REQUIRED WORK:
When you reach the line containing "Self::from_settings(settings)", stop after it; until then, copy each line of the listing exactly, starting with the first.

INFORMATION GIVEN:

BEGIN

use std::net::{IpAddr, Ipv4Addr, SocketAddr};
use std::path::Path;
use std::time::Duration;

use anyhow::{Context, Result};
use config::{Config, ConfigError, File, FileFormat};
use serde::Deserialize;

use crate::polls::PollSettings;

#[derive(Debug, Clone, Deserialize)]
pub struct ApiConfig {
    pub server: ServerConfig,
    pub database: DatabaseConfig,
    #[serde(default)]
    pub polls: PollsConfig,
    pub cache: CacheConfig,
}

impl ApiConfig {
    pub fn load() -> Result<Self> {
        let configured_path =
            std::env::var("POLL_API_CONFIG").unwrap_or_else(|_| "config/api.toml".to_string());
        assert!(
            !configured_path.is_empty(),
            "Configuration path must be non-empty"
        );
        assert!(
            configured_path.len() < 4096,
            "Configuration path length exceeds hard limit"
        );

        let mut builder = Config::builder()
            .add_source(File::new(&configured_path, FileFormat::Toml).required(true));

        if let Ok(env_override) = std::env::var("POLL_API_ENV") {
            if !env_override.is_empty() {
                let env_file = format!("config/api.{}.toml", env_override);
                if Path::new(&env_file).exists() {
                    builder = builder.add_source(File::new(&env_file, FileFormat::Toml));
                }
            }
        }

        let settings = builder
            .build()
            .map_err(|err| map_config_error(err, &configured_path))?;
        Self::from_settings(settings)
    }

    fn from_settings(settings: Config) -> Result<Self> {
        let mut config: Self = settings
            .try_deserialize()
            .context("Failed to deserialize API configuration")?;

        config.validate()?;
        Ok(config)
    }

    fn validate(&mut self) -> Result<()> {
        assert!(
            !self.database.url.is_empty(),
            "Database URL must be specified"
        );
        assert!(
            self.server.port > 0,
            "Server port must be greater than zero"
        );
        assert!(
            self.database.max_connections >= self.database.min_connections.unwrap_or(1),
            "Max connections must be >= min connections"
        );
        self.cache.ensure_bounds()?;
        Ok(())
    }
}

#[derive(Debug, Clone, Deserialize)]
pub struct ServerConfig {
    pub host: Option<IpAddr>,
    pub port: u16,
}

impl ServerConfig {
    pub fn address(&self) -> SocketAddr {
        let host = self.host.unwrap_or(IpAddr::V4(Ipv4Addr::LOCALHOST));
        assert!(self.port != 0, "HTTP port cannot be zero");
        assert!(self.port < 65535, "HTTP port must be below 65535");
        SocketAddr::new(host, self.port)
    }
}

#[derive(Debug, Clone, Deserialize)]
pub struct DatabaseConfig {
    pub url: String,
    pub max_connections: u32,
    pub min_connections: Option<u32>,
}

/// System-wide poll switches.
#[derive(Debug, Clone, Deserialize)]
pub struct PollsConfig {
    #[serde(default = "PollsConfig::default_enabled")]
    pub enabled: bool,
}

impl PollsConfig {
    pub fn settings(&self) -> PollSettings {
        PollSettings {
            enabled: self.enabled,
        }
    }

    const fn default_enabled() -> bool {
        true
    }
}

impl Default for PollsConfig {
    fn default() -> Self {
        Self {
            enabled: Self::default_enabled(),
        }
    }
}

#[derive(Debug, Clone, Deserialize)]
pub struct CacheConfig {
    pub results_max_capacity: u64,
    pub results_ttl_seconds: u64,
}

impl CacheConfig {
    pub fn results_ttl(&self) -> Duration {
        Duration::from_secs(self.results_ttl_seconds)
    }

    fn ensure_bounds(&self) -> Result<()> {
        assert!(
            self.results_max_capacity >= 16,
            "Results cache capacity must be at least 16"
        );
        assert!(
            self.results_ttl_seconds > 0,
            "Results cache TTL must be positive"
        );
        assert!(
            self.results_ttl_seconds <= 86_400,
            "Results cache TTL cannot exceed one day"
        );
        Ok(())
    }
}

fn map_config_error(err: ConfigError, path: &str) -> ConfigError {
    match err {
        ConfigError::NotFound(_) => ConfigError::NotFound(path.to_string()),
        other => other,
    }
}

END

RESULT OF THE TASK:
use std::net::{IpAddr, Ipv4Addr, SocketAddr};
use std::path::Path;
use std::time::Duration;

use anyhow::{Context, Result};
use config::{Config, ConfigError, File, FileFormat};
use serde::Deserialize;

use crate::polls::PollSettings;

#[derive(Debug, Clone, Deserialize)]
pub struct ApiConfig {
    pub server: ServerConfig,
    pub database: DatabaseConfig,
    #[serde(default)]
    pub polls: PollsConfig,
    pub cache: CacheConfig,
}

impl ApiConfig {
    pub fn load() -> Result<Self> {
        let configured_path =
            std::env::var("POLL_API_CONFIG").unwrap_or_else(|_| "config/api.toml".to_string());
        assert!(
            !configured_path.is_empty(),
            "Configuration path must be non-empty"
        );
        assert!(
            configured_path.len() < 4096,
            "Configuration path length exceeds hard limit"
        );

        let mut builder = Config::builder()
            .add_source(File::new(&configured_path, FileFormat::Toml).required(true));

        if let Ok(env_override) = std::env::var("POLL_API_ENV") {
            if !env_override.is_empty() {
                let env_file = format!("config/api.{}.toml", env_override);
                if Path::new(&env_file).exists() {
                    builder = builder.add_source(File::new(&env_file, FileFormat::Toml));
                }
            }
        }

        let settings = builder
            .build()
            .map_err(|err| map_config_error(err, &configured_path))?;
        Self::from_settings(settings)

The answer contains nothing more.